The aim should be to go beyond stabilising and consolidating the Greek economy. The country needs to return to reasonable levels of growth. The essential pillars of a new economic contract are deep and multifaceted structural reform, less fiscal austerity coupled with restructuring of the public debt, fixing the Greek banking system to restore lending, and promoting investment.

The institutions should commit to Greek programmes extending beyond the usual menu available to developed economies. The EIB would concentrate on advice on preparing infrastructure and large investment projects as well as on policy reforms to allow these projects to become sustainable and bankable. The IFC, from the World Bank Group, is needed to help resolve the difficulties from non-performing loans. The EBRD would help with privatisations and bank recapitalisation.
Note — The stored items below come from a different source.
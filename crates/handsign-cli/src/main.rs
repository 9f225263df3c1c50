//! `handsign`: build a hand-landmark dataset from labeled images and train
//! gesture classifiers on it.

mod aggregate;
mod display;

use std::num::NonZeroUsize;
use std::path::{Path, PathBuf};

use anyhow::Context;
use clap::{Parser, Subcommand};
use handsign_ai::{
    AggregateOptions, ForestConfig, HandLandmarker, ModelArtifact, NetworkConfig,
    run_forest_harness, run_network_harness,
};
use handsign_store::{read_table, write_artifact};
use tracing_subscriber::EnvFilter;

/// Hand-sign dataset builder and classifier trainer
#[derive(Parser, Debug)]
#[command(name = "handsign", version, about, long_about = None)]
struct Cli {
    #[command(subcommand)]
    command: Command,
}

#[derive(Subcommand, Debug)]
enum Command {
    /// Extract hand landmarks from `<data-dir>/<label>/<image>` into a CSV table
    Aggregate {
        /// Root directory with one subdirectory per label
        #[arg(long)]
        data_dir: PathBuf,

        /// Output table
        #[arg(long, default_value = "landmarks.csv")]
        output: PathBuf,

        /// Maximum rows to extract per class (at least 1)
        #[arg(long)]
        limit: Option<NonZeroUsize>,

        /// Directory holding the palm detection and hand landmark ONNX models
        #[arg(long, env = "HANDSIGN_MODEL_DIR", default_value = "models/mediapipe-hands")]
        model_dir: PathBuf,
    },

    /// Train the feed-forward network
    Train {
        #[arg(long, default_value = "landmarks_data.csv")]
        data_file: PathBuf,

        #[arg(long, default_value = "sign_language_model.json")]
        model_output: PathBuf,
    },

    /// Train the random forest
    TrainForest {
        #[arg(long, default_value = "landmarks_data.csv")]
        data_file: PathBuf,

        #[arg(long, default_value = "sign_language_model_forest.json")]
        model_output: PathBuf,
    },

    /// Classify the hand sign in one image
    Predict {
        #[arg(long)]
        model: PathBuf,

        #[arg(long)]
        image: PathBuf,

        #[arg(long, env = "HANDSIGN_MODEL_DIR", default_value = "models/mediapipe-hands")]
        model_dir: PathBuf,
    },

    /// Show a model artifact's kind, training time, metrics and classes
    Inspect {
        #[arg(long)]
        model: PathBuf,
    },

    /// Show row counts per class and the first rows of a landmark table
    Stats {
        #[arg(long, default_value = "landmarks_data.csv")]
        data_file: PathBuf,

        /// Number of rows to print
        #[arg(long, default_value_t = 5)]
        head: usize,
    },

    /// Write a model's class list, in code order, as a JSON array
    ExportClasses {
        #[arg(long)]
        model: PathBuf,

        #[arg(long, default_value = "classes.json")]
        output: PathBuf,
    },
}

fn main() -> anyhow::Result<()> {
    tracing_subscriber::fmt()
        .with_env_filter(
            EnvFilter::try_from_default_env().unwrap_or_else(|_| EnvFilter::new("info")),
        )
        .with_writer(std::io::stderr)
        .init();
    tracing::debug!("handsign v{}", env!("CARGO_PKG_VERSION"));

    let cli = Cli::parse();
    match cli.command {
        Command::Aggregate {
            data_dir,
            output,
            limit,
            model_dir,
        } => {
            aggregate::check_data_dir(&data_dir)?;
            let mut landmarker = open_landmarker(&model_dir)?;
            let options = AggregateOptions {
                limit: limit.map(NonZeroUsize::get),
            };
            let stats =
                aggregate::run_aggregate(&data_dir, &output, &options, landmarker.as_mut())?;
            print!("{}", display::format_report(&stats.report));
            eprintln!(
                "Saved {} rows to {} in {:.1}s",
                stats.report.total_rows(),
                output.display(),
                stats.elapsed_secs
            );
        }
        Command::Train {
            data_file,
            model_output,
        } => {
            let artifact = run_network_harness(&data_file, &model_output, &NetworkConfig::default())
                .with_context(|| format!("training network from {}", data_file.display()))?;
            if let Some(loss) = artifact.metrics.loss {
                println!("Validation loss: {loss:.4}");
            }
            println!("Validation accuracy: {:.4}", artifact.metrics.accuracy);
            println!("Model saved to {}", model_output.display());
            println!(
                "Classes saved to {}",
                handsign_ai::classes_path(&model_output).display()
            );
        }
        Command::TrainForest {
            data_file,
            model_output,
        } => {
            let artifact = run_forest_harness(&data_file, &model_output, &ForestConfig::default())
                .with_context(|| format!("training forest from {}", data_file.display()))?;
            println!("Model accuracy: {:.4}", artifact.metrics.accuracy);
            println!("Model saved to {}", model_output.display());
        }
        Command::Predict {
            model,
            image,
            model_dir,
        } => {
            let artifact = load_model(&model)?;
            let mut landmarker = open_landmarker(&model_dir)?;
            let image_data = handsign_ai::load_image(&image)?;
            let Some(features) = landmarker.landmarks(&image_data) else {
                anyhow::bail!("no hand detected in {}", image.display());
            };
            let prediction = artifact.predict(&features);
            print!("{}", display::format_prediction(&prediction, &artifact));
        }
        Command::Inspect { model } => {
            let artifact = load_model(&model)?;
            print!("{}", display::format_artifact(&artifact, &model));
        }
        Command::Stats { data_file, head } => {
            let table = read_table(&data_file)
                .with_context(|| format!("reading {}", data_file.display()))?;
            print!("{}", display::format_table_stats(&table, head)?);
        }
        Command::ExportClasses { model, output } => {
            let artifact = load_model(&model)?;
            write_artifact(&output, &artifact.encoding)
                .with_context(|| format!("writing {}", output.display()))?;
            println!(
                "Wrote {} classes to {}",
                artifact.encoding.len(),
                output.display()
            );
        }
    }

    Ok(())
}

fn load_model(path: &Path) -> anyhow::Result<ModelArtifact> {
    ModelArtifact::load(path).with_context(|| format!("loading model {}", path.display()))
}

#[cfg(feature = "onnx")]
fn open_landmarker(model_dir: &Path) -> anyhow::Result<Box<dyn HandLandmarker>> {
    let landmarker = handsign_ai::OnnxHandLandmarker::load(model_dir)
        .with_context(|| format!("loading hand models from {}", model_dir.display()))?;
    Ok(Box::new(landmarker))
}

#[cfg(not(feature = "onnx"))]
fn open_landmarker(_model_dir: &Path) -> anyhow::Result<Box<dyn HandLandmarker>> {
    anyhow::bail!("hand landmark extraction requires the `onnx` feature; rebuild with --features onnx")
}

#[cfg(test)]
mod tests {
    use super::*;
    use clap::CommandFactory;

    #[test]
    fn cli_definition_is_valid() {
        Cli::command().debug_assert();
    }

    #[test]
    fn train_uses_default_paths() {
        let cli = Cli::try_parse_from(["handsign", "train"]).unwrap();
        match cli.command {
            Command::Train {
                data_file,
                model_output,
            } => {
                assert_eq!(data_file, PathBuf::from("landmarks_data.csv"));
                assert_eq!(model_output, PathBuf::from("sign_language_model.json"));
            }
            other => panic!("unexpected command {other:?}"),
        }
    }

    #[test]
    fn aggregate_parses_limit() {
        let cli = Cli::try_parse_from([
            "handsign",
            "aggregate",
            "--data-dir",
            "data",
            "--limit",
            "50",
            "--model-dir",
            "m",
        ])
        .unwrap();
        match cli.command {
            Command::Aggregate {
                data_dir,
                output,
                limit,
                model_dir,
            } => {
                assert_eq!(data_dir, PathBuf::from("data"));
                assert_eq!(output, PathBuf::from("landmarks.csv"));
                assert_eq!(limit, NonZeroUsize::new(50));
                assert_eq!(model_dir, PathBuf::from("m"));
            }
            other => panic!("unexpected command {other:?}"),
        }
    }

    #[test]
    fn aggregate_rejects_zero_limit() {
        let parsed = Cli::try_parse_from([
            "handsign",
            "aggregate",
            "--data-dir",
            "data",
            "--limit",
            "0",
        ]);
        assert!(parsed.is_err());
    }

    #[test]
    fn aggregate_requires_data_dir() {
        assert!(Cli::try_parse_from(["handsign", "aggregate"]).is_err());
    }

    #[test]
    fn forest_output_default() {
        let cli = Cli::try_parse_from(["handsign", "train-forest"]).unwrap();
        assert!(matches!(
            cli.command,
            Command::TrainForest { ref model_output, .. }
                if model_output == Path::new("sign_language_model_forest.json")
        ));
    }
}
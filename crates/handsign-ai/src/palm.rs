//! Palm detector post-processing: SSD anchors, box decoding, non-maximum
//! averaging and single-hand selection.
//!
//! Everything here is pure arithmetic on the raw model outputs, so it is
//! compiled and tested without ONNX Runtime.

use std::cmp::Ordering;

/// Side length of the square palm detector input.
pub const PALM_INPUT_SIZE: usize = 192;
/// Keypoints regressed per palm (wrist first, middle-finger MCP third).
pub const NUM_PALM_KEYPOINTS: usize = 7;
/// Values regressed per anchor: box center/size plus `(x, y)` per keypoint.
pub const BOX_REGRESSORS: usize = 4 + 2 * NUM_PALM_KEYPOINTS;
/// IoU above which overlapping detections are merged.
pub const NMS_IOU_THRESHOLD: f32 = 0.3;

const RAW_SCORE_CLIP: f32 = 100.0;

/// `(grid size, anchors per cell)` for each SSD output layer.
const ANCHOR_LAYERS: [(usize, usize); 2] = [(24, 2), (12, 6)];

/// Anchor center, normalized to the detector input.
#[derive(Debug, Clone, Copy, PartialEq)]
pub struct Anchor {
    pub x_center: f32,
    pub y_center: f32,
}

/// The 2016 anchors of the full-range palm model, in output order.
pub fn palm_anchors() -> Vec<Anchor> {
    let mut anchors = Vec::new();
    for (grid, per_cell) in ANCHOR_LAYERS {
        for y in 0..grid {
            for x in 0..grid {
                for _ in 0..per_cell {
                    anchors.push(Anchor {
                        x_center: (x as f32 + 0.5) / grid as f32,
                        y_center: (y as f32 + 0.5) / grid as f32,
                    });
                }
            }
        }
    }
    anchors
}

/// A palm found by the detector. Coordinates are pixels of whatever space the
/// detection was decoded in (detector input, or source image after mapping).
#[derive(Debug, Clone, PartialEq)]
pub struct PalmDetection {
    pub score: f32,
    pub x_center: f32,
    pub y_center: f32,
    pub width: f32,
    pub height: f32,
    pub keypoints: [[f32; 2]; NUM_PALM_KEYPOINTS],
}

impl PalmDetection {
    pub fn x_min(&self) -> f32 {
        self.x_center - self.width / 2.0
    }

    pub fn y_min(&self) -> f32 {
        self.y_center - self.height / 2.0
    }

    fn area(&self) -> f32 {
        self.width.max(0.0) * self.height.max(0.0)
    }

    /// Intersection over union of the two bounding boxes.
    pub fn iou(&self, other: &PalmDetection) -> f32 {
        let x0 = self.x_min().max(other.x_min());
        let y0 = self.y_min().max(other.y_min());
        let x1 = (self.x_min() + self.width).min(other.x_min() + other.width);
        let y1 = (self.y_min() + self.height).min(other.y_min() + other.height);

        let intersection = (x1 - x0).max(0.0) * (y1 - y0).max(0.0);
        let union = self.area() + other.area() - intersection;
        if union <= 0.0 {
            0.0
        } else {
            intersection / union
        }
    }

    /// Map every point through `point` and scale the box size by `scale`.
    pub fn transform(&self, point: impl Fn([f32; 2]) -> [f32; 2], scale: f32) -> PalmDetection {
        let [x_center, y_center] = point([self.x_center, self.y_center]);
        PalmDetection {
            score: self.score,
            x_center,
            y_center,
            width: self.width * scale,
            height: self.height * scale,
            keypoints: self.keypoints.map(&point),
        }
    }
}

fn sigmoid(raw: f32) -> f32 {
    let raw = raw.clamp(-RAW_SCORE_CLIP, RAW_SCORE_CLIP);
    1.0 / (1.0 + (-raw).exp())
}

/// Decode raw detector outputs into detections scoring at least `threshold`.
///
/// `boxes` holds [`BOX_REGRESSORS`] values per anchor and `scores` one raw
/// logit per anchor. Offsets are in input pixels relative to the anchor center.
pub fn decode_palms(
    boxes: &[f32],
    scores: &[f32],
    anchors: &[Anchor],
    input_size: f32,
    threshold: f32,
) -> Vec<PalmDetection> {
    anchors
        .iter()
        .zip(scores)
        .zip(boxes.chunks_exact(BOX_REGRESSORS))
        .filter_map(|((anchor, &raw), regs)| {
            let score = sigmoid(raw);
            if score < threshold {
                return None;
            }
            let ax = anchor.x_center * input_size;
            let ay = anchor.y_center * input_size;
            let mut keypoints = [[0.0f32; 2]; NUM_PALM_KEYPOINTS];
            for (k, kp) in keypoints.iter_mut().enumerate() {
                *kp = [regs[4 + 2 * k] + ax, regs[5 + 2 * k] + ay];
            }
            Some(PalmDetection {
                score,
                x_center: regs[0] + ax,
                y_center: regs[1] + ay,
                width: regs[2],
                height: regs[3],
                keypoints,
            })
        })
        .collect()
}

/// Merge overlapping detections by score-weighted averaging.
///
/// Detections are visited from highest score down; each seed absorbs every
/// remaining detection whose IoU with it exceeds `iou_threshold`. The merged
/// detection keeps the seed's score.
pub fn non_maximum_averaging(
    mut detections: Vec<PalmDetection>,
    iou_threshold: f32,
) -> Vec<PalmDetection> {
    detections.sort_by(|a, b| b.score.total_cmp(&a.score));

    let mut merged = Vec::new();
    while !detections.is_empty() {
        let seed = detections[0].clone();
        let (overlapping, rest): (Vec<_>, Vec<_>) = detections
            .into_iter()
            .partition(|d| seed.iou(d) > iou_threshold || *d == seed);
        detections = rest;

        let total: f32 = overlapping.iter().map(|d| d.score).sum();
        if total <= 0.0 {
            merged.push(seed);
            continue;
        }

        let mut avg = PalmDetection {
            score: seed.score,
            x_center: 0.0,
            y_center: 0.0,
            width: 0.0,
            height: 0.0,
            keypoints: [[0.0; 2]; NUM_PALM_KEYPOINTS],
        };
        for d in &overlapping {
            let w = d.score / total;
            avg.x_center += d.x_center * w;
            avg.y_center += d.y_center * w;
            avg.width += d.width * w;
            avg.height += d.height * w;
            for (acc, kp) in avg.keypoints.iter_mut().zip(&d.keypoints) {
                acc[0] += kp[0] * w;
                acc[1] += kp[1] * w;
            }
        }
        merged.push(avg);
    }
    merged
}

/// The single hand to report: highest score, ties broken by the leftmost box.
pub fn select_hand(detections: &[PalmDetection]) -> Option<&PalmDetection> {
    detections.iter().min_by(|a, b| {
        match b.score.total_cmp(&a.score) {
            Ordering::Equal => a.x_min().total_cmp(&b.x_min()),
            other => other,
        }
    })
}

#[cfg(test)]
mod tests {
    use super::*;

    fn palm(score: f32, x: f32, y: f32, size: f32) -> PalmDetection {
        PalmDetection {
            score,
            x_center: x,
            y_center: y,
            width: size,
            height: size,
            keypoints: [[x, y]; NUM_PALM_KEYPOINTS],
        }
    }

    #[test]
    fn anchor_count_and_layout() {
        let anchors = palm_anchors();
        assert_eq!(anchors.len(), 2016);
        // First layer: two anchors per cell of a 24x24 grid.
        assert_eq!(anchors[0], anchors[1]);
        assert!((anchors[0].x_center - 0.5 / 24.0).abs() < 1e-6);
        assert!((anchors[2].x_center - 1.5 / 24.0).abs() < 1e-6);
        // Second layer starts after 24*24*2 anchors.
        assert!((anchors[1152].x_center - 0.5 / 12.0).abs() < 1e-6);
        assert!((anchors[2015].y_center - 11.5 / 12.0).abs() < 1e-6);
    }

    #[test]
    fn decode_offsets_from_anchor_and_thresholds() {
        let anchors = vec![
            Anchor { x_center: 0.5, y_center: 0.5 },
            Anchor { x_center: 0.25, y_center: 0.25 },
        ];
        let mut boxes = vec![0.0f32; 2 * BOX_REGRESSORS];
        boxes[0] = 4.0;
        boxes[1] = -2.0;
        boxes[2] = 30.0;
        boxes[3] = 20.0;
        boxes[4] = 1.0; // wrist x offset
        let scores = [3.0, -3.0];

        let found = decode_palms(&boxes, &scores, &anchors, 192.0, 0.5);
        assert_eq!(found.len(), 1);
        let p = &found[0];
        assert!((p.x_center - 100.0).abs() < 1e-4);
        assert!((p.y_center - 94.0).abs() < 1e-4);
        assert_eq!((p.width, p.height), (30.0, 20.0));
        assert_eq!(p.keypoints[0], [97.0, 96.0]);
        assert!(p.score > 0.95);
    }

    #[test]
    fn sigmoid_clips_extreme_logits() {
        assert_eq!(sigmoid(1e9), sigmoid(RAW_SCORE_CLIP));
        assert!(sigmoid(-1e9) >= 0.0);
        assert!((sigmoid(0.0) - 0.5).abs() < 1e-6);
    }

    #[test]
    fn iou_of_identical_and_disjoint_boxes() {
        let a = palm(0.9, 10.0, 10.0, 10.0);
        assert!((a.iou(&a) - 1.0).abs() < 1e-6);
        let b = palm(0.9, 100.0, 100.0, 10.0);
        assert_eq!(a.iou(&b), 0.0);
    }

    #[test]
    fn averaging_merges_overlaps_weighted_by_score() {
        let merged = non_maximum_averaging(
            vec![
                palm(0.6, 12.0, 10.0, 10.0),
                palm(0.9, 10.0, 10.0, 10.0),
                palm(0.8, 80.0, 80.0, 10.0),
            ],
            NMS_IOU_THRESHOLD,
        );
        assert_eq!(merged.len(), 2);
        assert_eq!(merged[0].score, 0.9);
        let expected_x = (0.9 * 10.0 + 0.6 * 12.0) / 1.5;
        assert!((merged[0].x_center - expected_x).abs() < 1e-4);
        assert_eq!(merged[1].x_center, 80.0);
    }

    #[test]
    fn select_prefers_score_then_leftmost() {
        let dets = vec![
            palm(0.7, 50.0, 10.0, 10.0),
            palm(0.9, 80.0, 10.0, 10.0),
            palm(0.9, 20.0, 10.0, 10.0),
        ];
        let chosen = select_hand(&dets).unwrap();
        assert_eq!(chosen.x_center, 20.0);
        assert!(select_hand(&[]).is_none());
    }
}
Greece has a lot of assets for harnessing growth. But it has to recover from a loss of income comparable to the 1929-33 US depression. In the last few days, some positive steps have been taken to end this freefall. The good news is that, with the right programmes, Greece can prosper. The country has a large pool of highly educated young people, many of whom are now idle, who can be employed in ventures such as in high technology and life sciences.

A second asset is its geographical position. Greece is the entry point in Europe for China’s New Silk Road. Further Chinese involvement in Greece is natural. Greece is part of the ‘southern gas corridor’, an essential component of the EU’s energy strategy. Greece’s cultural heritage, biodiversity and climate create opportunities in high value-added tourism, natural cosmetics, specialised agriculture and agribusiness.

There is a place, too, for energy and environment infrastructure. Privatisations may play a significant role in generating new investment and economic activity. The investment plan launched by Jean-Claude Juncker, the European Commission president, administered by the EIB, will help fund strategic investment across Europe. Nowhere is it needed more than in Greece, as a pool of investment funding designed to attract other sources of funding from sovereign funds, pension funds and private equity.

Once Greece stabilises its sovereign finances, attention will switch to the country’s investment challenges and opportunities. The IFIs will play a crucial role in helping increase the availability of bankable projects and in working with the Greek government to create a better environment for business to flourish

Plutarchos Sakellaris is a professor at Athens University of Economics and Business and a former vice president of the European Investment Bank.